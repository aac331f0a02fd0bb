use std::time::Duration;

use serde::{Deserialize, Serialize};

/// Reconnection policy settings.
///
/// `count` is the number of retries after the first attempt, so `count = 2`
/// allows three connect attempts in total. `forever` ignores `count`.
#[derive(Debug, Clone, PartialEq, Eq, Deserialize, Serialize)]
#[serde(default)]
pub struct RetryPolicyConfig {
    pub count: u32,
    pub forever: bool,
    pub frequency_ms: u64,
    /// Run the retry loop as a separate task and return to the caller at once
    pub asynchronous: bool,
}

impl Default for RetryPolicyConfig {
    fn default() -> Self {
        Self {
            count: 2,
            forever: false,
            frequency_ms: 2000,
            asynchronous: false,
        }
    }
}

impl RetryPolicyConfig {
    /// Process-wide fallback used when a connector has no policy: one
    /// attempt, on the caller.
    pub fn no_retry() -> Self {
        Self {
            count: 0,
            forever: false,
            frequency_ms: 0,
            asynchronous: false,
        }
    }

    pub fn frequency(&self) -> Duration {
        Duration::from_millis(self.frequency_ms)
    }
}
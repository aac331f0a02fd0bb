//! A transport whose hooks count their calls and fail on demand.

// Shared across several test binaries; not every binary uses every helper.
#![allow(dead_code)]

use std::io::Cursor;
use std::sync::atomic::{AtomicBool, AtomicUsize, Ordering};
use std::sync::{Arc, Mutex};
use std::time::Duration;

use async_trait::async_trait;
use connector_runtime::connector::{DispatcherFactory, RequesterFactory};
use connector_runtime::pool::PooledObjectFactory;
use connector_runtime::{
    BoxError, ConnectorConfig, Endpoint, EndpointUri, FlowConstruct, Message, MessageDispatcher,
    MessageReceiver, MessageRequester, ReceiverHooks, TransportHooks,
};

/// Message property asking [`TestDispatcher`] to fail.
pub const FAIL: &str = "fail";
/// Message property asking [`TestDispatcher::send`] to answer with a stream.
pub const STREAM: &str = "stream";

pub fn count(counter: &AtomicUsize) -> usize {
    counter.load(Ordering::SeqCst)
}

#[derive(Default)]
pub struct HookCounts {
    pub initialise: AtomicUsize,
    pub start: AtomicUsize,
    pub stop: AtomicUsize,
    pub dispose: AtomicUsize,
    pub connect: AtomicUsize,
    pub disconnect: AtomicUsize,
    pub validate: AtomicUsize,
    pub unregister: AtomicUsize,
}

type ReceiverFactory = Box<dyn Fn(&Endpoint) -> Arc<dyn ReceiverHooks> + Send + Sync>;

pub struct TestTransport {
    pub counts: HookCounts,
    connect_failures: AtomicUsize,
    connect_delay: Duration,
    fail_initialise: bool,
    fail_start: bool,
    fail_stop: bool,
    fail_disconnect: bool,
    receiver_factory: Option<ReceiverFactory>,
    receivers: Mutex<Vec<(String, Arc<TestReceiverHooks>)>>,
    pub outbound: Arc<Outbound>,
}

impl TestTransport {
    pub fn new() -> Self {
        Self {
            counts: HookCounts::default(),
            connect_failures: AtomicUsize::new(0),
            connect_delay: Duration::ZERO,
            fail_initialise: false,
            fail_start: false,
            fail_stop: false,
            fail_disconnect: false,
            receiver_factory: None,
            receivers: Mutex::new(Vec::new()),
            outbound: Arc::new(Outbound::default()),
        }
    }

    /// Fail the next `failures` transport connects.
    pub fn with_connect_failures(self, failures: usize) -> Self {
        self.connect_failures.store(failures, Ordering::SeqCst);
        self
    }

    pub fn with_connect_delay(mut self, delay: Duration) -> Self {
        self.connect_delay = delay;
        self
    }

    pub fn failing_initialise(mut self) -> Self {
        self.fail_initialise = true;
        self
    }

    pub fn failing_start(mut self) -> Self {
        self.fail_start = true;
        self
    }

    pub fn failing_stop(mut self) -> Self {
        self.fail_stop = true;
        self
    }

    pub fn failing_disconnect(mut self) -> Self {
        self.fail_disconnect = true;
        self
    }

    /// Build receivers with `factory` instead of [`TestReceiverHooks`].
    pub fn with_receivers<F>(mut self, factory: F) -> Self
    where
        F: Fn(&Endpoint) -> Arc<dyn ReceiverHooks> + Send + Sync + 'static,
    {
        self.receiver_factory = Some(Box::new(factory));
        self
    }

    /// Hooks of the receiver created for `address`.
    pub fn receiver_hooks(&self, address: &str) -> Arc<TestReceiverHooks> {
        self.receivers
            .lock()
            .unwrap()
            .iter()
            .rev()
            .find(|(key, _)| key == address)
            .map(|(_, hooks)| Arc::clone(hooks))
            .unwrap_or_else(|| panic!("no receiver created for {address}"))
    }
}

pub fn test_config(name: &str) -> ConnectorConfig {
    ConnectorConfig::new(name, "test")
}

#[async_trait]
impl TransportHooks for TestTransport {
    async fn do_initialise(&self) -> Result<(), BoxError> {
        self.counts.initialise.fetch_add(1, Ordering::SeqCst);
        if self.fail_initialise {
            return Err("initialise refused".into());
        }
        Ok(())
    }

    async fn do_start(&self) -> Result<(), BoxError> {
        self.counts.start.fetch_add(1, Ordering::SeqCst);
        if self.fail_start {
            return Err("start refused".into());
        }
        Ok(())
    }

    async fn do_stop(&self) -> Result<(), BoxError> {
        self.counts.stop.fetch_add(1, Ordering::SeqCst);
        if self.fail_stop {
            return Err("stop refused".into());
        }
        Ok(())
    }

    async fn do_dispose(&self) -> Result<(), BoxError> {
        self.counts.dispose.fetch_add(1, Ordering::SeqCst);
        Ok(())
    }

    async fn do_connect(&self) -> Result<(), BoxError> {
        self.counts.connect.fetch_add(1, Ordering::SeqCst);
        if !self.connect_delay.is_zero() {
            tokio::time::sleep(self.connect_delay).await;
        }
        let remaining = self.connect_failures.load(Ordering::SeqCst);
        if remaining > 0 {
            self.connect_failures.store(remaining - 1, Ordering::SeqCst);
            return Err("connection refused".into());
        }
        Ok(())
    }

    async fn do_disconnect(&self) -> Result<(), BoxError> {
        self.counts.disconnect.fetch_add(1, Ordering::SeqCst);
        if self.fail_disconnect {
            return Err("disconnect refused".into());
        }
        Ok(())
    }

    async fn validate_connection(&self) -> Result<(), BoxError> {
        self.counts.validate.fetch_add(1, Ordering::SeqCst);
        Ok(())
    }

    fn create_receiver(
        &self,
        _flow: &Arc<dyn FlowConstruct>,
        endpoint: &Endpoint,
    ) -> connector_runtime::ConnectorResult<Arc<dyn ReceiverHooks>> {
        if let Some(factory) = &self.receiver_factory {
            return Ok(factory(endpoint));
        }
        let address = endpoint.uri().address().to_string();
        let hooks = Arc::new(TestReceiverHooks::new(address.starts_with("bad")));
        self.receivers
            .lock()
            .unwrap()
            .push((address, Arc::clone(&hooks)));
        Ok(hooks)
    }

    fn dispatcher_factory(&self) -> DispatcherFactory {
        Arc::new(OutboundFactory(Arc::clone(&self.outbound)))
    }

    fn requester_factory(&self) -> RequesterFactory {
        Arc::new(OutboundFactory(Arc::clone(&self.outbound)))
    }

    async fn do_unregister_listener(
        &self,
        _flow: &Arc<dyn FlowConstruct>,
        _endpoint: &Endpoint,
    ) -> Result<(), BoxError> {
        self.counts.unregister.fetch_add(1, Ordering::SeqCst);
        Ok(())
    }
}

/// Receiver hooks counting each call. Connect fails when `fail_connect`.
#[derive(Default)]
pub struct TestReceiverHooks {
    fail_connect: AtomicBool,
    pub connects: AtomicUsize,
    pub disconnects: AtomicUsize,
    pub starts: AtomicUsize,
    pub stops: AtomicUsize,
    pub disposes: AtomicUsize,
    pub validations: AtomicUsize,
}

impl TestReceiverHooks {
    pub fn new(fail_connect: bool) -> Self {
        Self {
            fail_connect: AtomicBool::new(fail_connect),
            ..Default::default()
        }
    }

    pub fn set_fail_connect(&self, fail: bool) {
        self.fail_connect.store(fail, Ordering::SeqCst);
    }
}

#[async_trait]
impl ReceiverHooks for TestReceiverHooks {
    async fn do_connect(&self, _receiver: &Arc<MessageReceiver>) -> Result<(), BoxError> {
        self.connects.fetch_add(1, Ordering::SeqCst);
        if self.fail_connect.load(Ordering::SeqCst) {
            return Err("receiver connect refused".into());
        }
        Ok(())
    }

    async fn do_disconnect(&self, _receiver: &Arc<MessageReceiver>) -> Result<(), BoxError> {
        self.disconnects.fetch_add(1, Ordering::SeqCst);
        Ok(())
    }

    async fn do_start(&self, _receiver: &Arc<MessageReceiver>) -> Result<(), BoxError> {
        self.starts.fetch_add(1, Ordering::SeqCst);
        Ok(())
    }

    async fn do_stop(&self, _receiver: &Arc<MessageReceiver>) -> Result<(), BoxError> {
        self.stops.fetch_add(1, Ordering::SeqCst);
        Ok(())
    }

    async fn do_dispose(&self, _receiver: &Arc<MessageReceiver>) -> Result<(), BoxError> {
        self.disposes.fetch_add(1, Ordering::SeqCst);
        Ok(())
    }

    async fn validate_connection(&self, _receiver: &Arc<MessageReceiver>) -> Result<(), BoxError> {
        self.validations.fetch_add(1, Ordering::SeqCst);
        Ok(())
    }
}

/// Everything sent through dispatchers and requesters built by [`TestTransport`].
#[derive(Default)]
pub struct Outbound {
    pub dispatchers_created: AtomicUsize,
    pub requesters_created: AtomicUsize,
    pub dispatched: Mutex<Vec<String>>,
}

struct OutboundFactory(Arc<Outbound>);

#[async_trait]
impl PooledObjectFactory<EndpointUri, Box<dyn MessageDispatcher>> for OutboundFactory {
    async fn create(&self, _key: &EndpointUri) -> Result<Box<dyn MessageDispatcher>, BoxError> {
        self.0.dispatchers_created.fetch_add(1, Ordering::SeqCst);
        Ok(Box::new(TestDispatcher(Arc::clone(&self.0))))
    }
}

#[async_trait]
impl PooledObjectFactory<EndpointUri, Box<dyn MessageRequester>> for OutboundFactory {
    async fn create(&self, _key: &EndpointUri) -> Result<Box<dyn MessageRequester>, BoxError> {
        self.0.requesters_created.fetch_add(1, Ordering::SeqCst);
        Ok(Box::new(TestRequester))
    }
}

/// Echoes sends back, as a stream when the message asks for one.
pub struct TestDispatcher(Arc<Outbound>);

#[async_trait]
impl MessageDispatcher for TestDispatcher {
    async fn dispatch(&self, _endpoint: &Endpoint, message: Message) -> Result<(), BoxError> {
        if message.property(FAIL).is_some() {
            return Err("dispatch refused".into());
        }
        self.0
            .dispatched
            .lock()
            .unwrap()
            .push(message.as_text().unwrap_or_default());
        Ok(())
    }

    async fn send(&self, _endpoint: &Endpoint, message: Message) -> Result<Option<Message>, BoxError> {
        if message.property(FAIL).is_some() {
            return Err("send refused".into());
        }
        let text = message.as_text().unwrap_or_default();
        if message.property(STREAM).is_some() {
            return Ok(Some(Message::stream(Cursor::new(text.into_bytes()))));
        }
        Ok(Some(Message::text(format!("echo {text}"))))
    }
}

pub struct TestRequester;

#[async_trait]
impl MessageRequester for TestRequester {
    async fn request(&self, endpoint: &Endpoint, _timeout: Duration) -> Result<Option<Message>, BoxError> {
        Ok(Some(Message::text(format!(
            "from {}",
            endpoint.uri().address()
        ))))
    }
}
---+---
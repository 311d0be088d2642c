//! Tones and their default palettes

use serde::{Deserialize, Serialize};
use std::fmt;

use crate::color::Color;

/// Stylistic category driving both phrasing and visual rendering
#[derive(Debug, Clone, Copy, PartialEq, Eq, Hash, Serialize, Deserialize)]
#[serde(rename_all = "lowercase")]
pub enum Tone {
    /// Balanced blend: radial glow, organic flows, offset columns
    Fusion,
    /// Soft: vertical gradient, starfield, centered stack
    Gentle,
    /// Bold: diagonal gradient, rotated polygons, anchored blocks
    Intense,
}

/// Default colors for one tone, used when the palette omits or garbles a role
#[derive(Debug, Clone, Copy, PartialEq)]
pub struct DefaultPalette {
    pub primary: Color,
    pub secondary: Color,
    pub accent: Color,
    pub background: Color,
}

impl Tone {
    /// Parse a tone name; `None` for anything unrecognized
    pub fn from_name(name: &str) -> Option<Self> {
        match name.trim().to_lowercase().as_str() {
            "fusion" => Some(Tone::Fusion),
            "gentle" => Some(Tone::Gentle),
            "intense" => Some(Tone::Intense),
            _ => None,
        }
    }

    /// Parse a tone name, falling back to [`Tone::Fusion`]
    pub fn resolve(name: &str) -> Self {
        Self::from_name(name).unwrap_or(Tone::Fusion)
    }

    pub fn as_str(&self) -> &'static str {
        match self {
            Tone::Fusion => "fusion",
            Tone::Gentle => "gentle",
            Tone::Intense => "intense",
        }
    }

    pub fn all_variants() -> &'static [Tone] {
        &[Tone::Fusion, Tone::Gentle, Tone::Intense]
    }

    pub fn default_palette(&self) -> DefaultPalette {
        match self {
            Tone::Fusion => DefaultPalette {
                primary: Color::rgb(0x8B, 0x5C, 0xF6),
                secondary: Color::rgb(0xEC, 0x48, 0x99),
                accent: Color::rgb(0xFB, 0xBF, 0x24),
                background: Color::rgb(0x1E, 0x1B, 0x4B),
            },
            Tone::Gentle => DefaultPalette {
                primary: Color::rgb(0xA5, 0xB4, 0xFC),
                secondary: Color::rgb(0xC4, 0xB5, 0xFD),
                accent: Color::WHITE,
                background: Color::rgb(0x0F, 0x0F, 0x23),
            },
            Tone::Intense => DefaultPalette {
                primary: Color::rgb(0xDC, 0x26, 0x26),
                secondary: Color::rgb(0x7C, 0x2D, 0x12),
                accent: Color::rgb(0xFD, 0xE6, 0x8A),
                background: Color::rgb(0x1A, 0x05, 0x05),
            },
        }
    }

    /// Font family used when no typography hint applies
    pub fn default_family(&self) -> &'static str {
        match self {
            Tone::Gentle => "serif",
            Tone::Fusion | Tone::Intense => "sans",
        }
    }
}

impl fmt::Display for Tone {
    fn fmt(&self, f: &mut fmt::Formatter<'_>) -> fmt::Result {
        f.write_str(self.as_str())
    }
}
---+---
## BRIEF
An exact copy of the lines above, from the one containing "async fn do_connect(&self, _receiver: &Arc<MessageReceiver>)" through the one containing "async fn do_disconnect(&self, _receiver: &Arc<MessageReceiver>)", is the whole of the answer.

## SOLUTION FOR THIS PROBLEM
    async fn do_connect(&self, _receiver: &Arc<MessageReceiver>) -> Result<(), BoxError> {
        self.connects.fetch_add(1, Ordering::SeqCst);
        if self.fail_connect.load(Ordering::SeqCst) {
            return Err("receiver connect refused".into());
        }
        Ok(())
    }

    async fn do_disconnect(&self, _receiver: &Arc<MessageReceiver>) -> Result<(), BoxError> {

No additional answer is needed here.